So, while millions will vote in November, the numbers that really count are quite small: it will take 270 electoral votes out of 538 to win the Presidency. Electors are apportioned by population, just like Congressional delegations. All the states except Maine and Nebraska award all their electors to the candidate who wins the most votes, even if that popular vote margin is just a single vote. The states decide how electors are divvied up, so Maine and Nebraska, the only exceptions to the winner-take-all system, use a variant of proportional representation. (Washington, D.C. has had electors since the passage of the 23rd Amendment in 1961.)

Larger populations, more electors, hence the great concentration on election night (not to mention the days before it) on potential swing states like Ohio and Florida. This system also explains why, four times in our history—1824, 1876, 1888, 2000—we have inaugurated Presidents who lost the popular vote.

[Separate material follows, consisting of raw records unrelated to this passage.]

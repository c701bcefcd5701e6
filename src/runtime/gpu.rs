use std::time::Duration;

use anyhow::{bail, Context, Result};
use chrono::Utc;
use tokio::process::Command;

use crate::runtime::{GpuUsage, ResourceUsage};

const QUERY: &str = "--query-gpu=index,name,memory.used,memory.total,utilization.gpu";
const MIB: u64 = 1024 * 1024;

/// Run `nvidia-smi` and return a host-wide snapshot.
pub async fn query(nvidia_smi: &str, timeout: Duration) -> Result<ResourceUsage> {
    let output = tokio::time::timeout(
        timeout,
        Command::new(nvidia_smi)
            .arg(QUERY)
            .arg("--format=csv,noheader,nounits")
            .kill_on_drop(true)
            .output(),
    )
    .await
    .with_context(|| format!("{} did not answer within {:?}", nvidia_smi, timeout))?
    .with_context(|| format!("running {}", nvidia_smi))?;

    if !output.status.success() {
        let stderr = String::from_utf8_lossy(&output.stderr);
        bail!(
            "{} exited with {}: {}",
            nvidia_smi,
            output.status,
            stderr.trim()
        );
    }

    let gpus = parse_csv(&String::from_utf8_lossy(&output.stdout))?;
    Ok(ResourceUsage {
        gpus,
        captured_at: Utc::now(),
    })
}

/// Parse `csv,noheader,nounits` output, one GPU per line. Memory is in MiB.
pub fn parse_csv(text: &str) -> Result<Vec<GpuUsage>> {
    let mut gpus = Vec::new();
    for (n, line) in text.lines().enumerate() {
        let line = line.trim();
        if line.is_empty() {
            continue;
        }
        let fields: Vec<&str> = line.split(',').map(str::trim).collect();
        if fields.len() != 5 {
            bail!(
                "nvidia-smi line {}: expected 5 fields, got {}: {:?}",
                n + 1,
                fields.len(),
                line
            );
        }
        let index = fields[0]
            .parse::<u32>()
            .with_context(|| format!("nvidia-smi line {}: bad index {:?}", n + 1, fields[0]))?;
        gpus.push(GpuUsage {
            index,
            name: fields[1].to_string(),
            memory_used_bytes: parse_mib(fields[2]).saturating_mul(MIB),
            memory_total_bytes: parse_mib(fields[3]).saturating_mul(MIB),
            utilization_percent: fields[4].parse::<u8>().unwrap_or(0).min(100),
        });
    }
    Ok(gpus)
}

// "[N/A]" and similar placeholders read as zero.
fn parse_mib(field: &str) -> u64 {
    field.parse::<u64>().unwrap_or(0)
}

Is this a good thing? Bernard Grofman and Scott L. Feld deliver a précis of what detractors and defenders say about the electoral system. Their analysis “suggests that the case against the Electoral College is far from clear, especially since we would be trading an institution whose pluses and minuses we know for one whose evils are yet to be determined.” Finally, they think neither large nor small states would want give up their respective advantages under the present system…which gets us right back to that constitutional convention in 1787.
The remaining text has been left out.